To the most part, passes that are part of the module optimization phase do also get run post-link in full LTO (the big differences are before that -- the simplification phase is much reduced in full LTO and also does not use CGSCC interleaving). There is a small number of differences (e.g. missing loop load elimination) that I still plan to address. The probably more substantial problem is that while the right passes get run, they get run in the wrong order. In particular, runtime unrolling is performed before vectorization, rather than after. I plan to address these issues before moving forward with this patch, but not sure when I'll get around to it.

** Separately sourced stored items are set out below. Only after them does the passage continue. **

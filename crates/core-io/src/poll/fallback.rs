//! Portable poller: `poll(2)` plus software timers.
//!
//! Each `wait` records its own deadline up front. Every loop iteration polls
//! with the smaller of the caller's remaining time and the nearest timer
//! deadline, and re-checks the caller's deadline after the poll returns, so
//! a short user timeout is honored even when every armed timer has a long
//! interval. Timer lateness is reported as an expiration count and the
//! schedule advances by whole intervals, so a stalled consumer catches up in
//! one result instead of a burst.

use super::{PollEvents, PollResult, Poller, TimerHandle};
use crate::error::Result;
use crate::syscall;
use std::os::unix::io::RawFd;
use std::time::{Duration, Instant};

struct SoftTimer {
    id: u64,
    interval: Duration,
    next_fire: Instant,
    repeating: bool,
}

pub struct PollFallback {
    fds: Vec<(RawFd, PollEvents)>,
    timers: Vec<SoftTimer>,
    next_timer: u64,
    closed: bool,
}

impl PollFallback {
    pub fn new() -> PollFallback {
        PollFallback {
            fds: Vec::new(),
            timers: Vec::new(),
            next_timer: 1,
            closed: false,
        }
    }

    /// Pop the most overdue timer, computing how many intervals elapsed.
    fn due_timer(&mut self, now: Instant) -> Option<PollResult> {
        let index = self
            .timers
            .iter()
            .enumerate()
            .filter(|(_, t)| t.next_fire <= now)
            .min_by_key(|(_, t)| t.next_fire)
            .map(|(i, _)| i)?;

        let timer = &mut self.timers[index];
        let late = now.duration_since(timer.next_fire);
        let expirations = if timer.interval.is_zero() {
            1
        } else {
            late.as_nanos() as u64 / timer.interval.as_nanos().max(1) as u64 + 1
        };
        let handle = TimerHandle(timer.id);
        if timer.repeating {
            timer.next_fire += timer.interval * expirations as u32;
        } else {
            self.timers.remove(index);
        }
        Some(PollResult::Timer {
            handle,
            expirations,
        })
    }

    fn next_timer_delay(&self, now: Instant) -> Option<Duration> {
        self.timers
            .iter()
            .map(|t| t.next_fire.saturating_duration_since(now))
            .min()
    }
}

impl Default for PollFallback {
    fn default() -> Self {
        Self::new()
    }
}

impl Poller for PollFallback {
    fn add_timer(&mut self, interval: Duration, repeating: bool) -> Result<TimerHandle> {
        let id = self.next_timer;
        self.next_timer += 1;
        self.timers.push(SoftTimer {
            id,
            interval,
            next_fire: Instant::now() + interval,
            repeating,
        });
        Ok(TimerHandle(id))
    }

    fn cancel_timer(&mut self, handle: TimerHandle) -> Result<()> {
        self.timers.retain(|t| t.id != handle.0);
        Ok(())
    }

    fn register_fd(&mut self, fd: RawFd, events: PollEvents) -> Result<()> {
        if let Some(entry) = self.fds.iter_mut().find(|(known, _)| *known == fd) {
            entry.1 = events;
        } else {
            self.fds.push((fd, events));
        }
        Ok(())
    }

    fn unregister_fd(&mut self, fd: RawFd) -> Result<()> {
        self.fds.retain(|(known, _)| *known != fd);
        Ok(())
    }

    fn wait(&mut self, timeout: Option<Duration>) -> Result<Option<PollResult>> {
        let deadline = timeout.map(|d| Instant::now() + d);

        loop {
            let now = Instant::now();
            if let Some(result) = self.due_timer(now) {
                return Ok(Some(result));
            }

            let user_remaining = deadline.map(|d| d.saturating_duration_since(now));
            let effective = match (user_remaining, self.next_timer_delay(now)) {
                (Some(user), Some(timer)) => Some(user.min(timer)),
                (Some(user), None) => Some(user),
                (None, Some(timer)) => Some(timer),
                (None, None) => None,
            };
            let effective_ms = match effective {
                None => -1,
                Some(d) => {
                    let ms = d.as_millis().min(i32::MAX as u128) as i32;
                    // Round sub-millisecond remainders up so the loop does
                    // not spin against the clock.
                    if ms == 0 && !d.is_zero() { 1 } else { ms }
                }
            };

            let mut pollfds: Vec<libc::pollfd> = self
                .fds
                .iter()
                .map(|(fd, events)| {
                    let mut mask: libc::c_short = 0;
                    if events.contains(PollEvents::READ) {
                        mask |= libc::POLLIN;
                    }
                    if events.contains(PollEvents::WRITE) {
                        mask |= libc::POLLOUT;
                    }
                    libc::pollfd {
                        fd: *fd,
                        events: mask,
                        revents: 0,
                    }
                })
                .collect();

            let n = syscall::retry("poll failed", || unsafe {
                libc::poll(pollfds.as_mut_ptr(), pollfds.len() as libc::nfds_t, effective_ms)
            })?;
            if n > 0 {
                for pfd in &pollfds {
                    if pfd.revents == 0 {
                        continue;
                    }
                    if pfd.revents & (libc::POLLERR | libc::POLLHUP | libc::POLLNVAL) != 0 {
                        return Ok(Some(PollResult::FdError { fd: pfd.fd }));
                    }
                    if pfd.revents & libc::POLLOUT != 0 {
                        return Ok(Some(PollResult::FdWritable { fd: pfd.fd }));
                    }
                    if pfd.revents & libc::POLLIN != 0 {
                        return Ok(Some(PollResult::FdReadable { fd: pfd.fd }));
                    }
                }
            }

            // The caller's deadline wins over any timer cadence.
            if let Some(deadline) = deadline {
                if Instant::now() >= deadline {
                    return Ok(None);
                }
            }
        }
    }

    fn close(&mut self) {
        if self.closed {
            return;
        }
        self.closed = true;
        self.fds.clear();
        self.timers.clear();
    }
}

We build Meta's Android apps with full LTO (paired with -Oz) and function merging to minimize size. I evaluated this patch as-is and it was a considerable size regression (526 KiB for Facebook for Android arm64). However, my colleague @lanza discovered that adding additional instances of the function merging pass (here, here, and here), in addition to being a considerable size improvement by itself, also makes this change be a small size improvement (20 KiB) instead. We haven't upstreamed the additional function merger runs yet (we want to make sure we understand the size improvements properly and have a principled reason for the change), but I figured I'd note it here early in case someone else is also evaluating this for size.

lanza added a comment.EditedMay 26 2023, 3:17 PM

I evaluated this patch as-is and it was a considerable size regression (526 KiB for Facebook for Android arm64). However, my colleague @lanza discovered that adding additional instances of the function merging pass (here, here, and here), in addition to being a considerable size improvement by itself, also makes this change be a small size improvement (20 KiB) instead. We haven't upstreamed the additional function merger runs yet (we want to make sure we understand the size improvements properly and have a principled reason for the change), but I figured I'd note it here early in case someone else is also evaluating this for size.

To add a bit more detail here: we believe that the reason for this patch causing a regression (for us) is that running the function merging pass before LTO inlining (e.g. in the module optimization pipeline at the end of LTOprelink) causes a set of internal functions to become true for hasOneUse(). Thus the inliner will then boost the inline threshold, inline these functions, simplify them and generate size savings.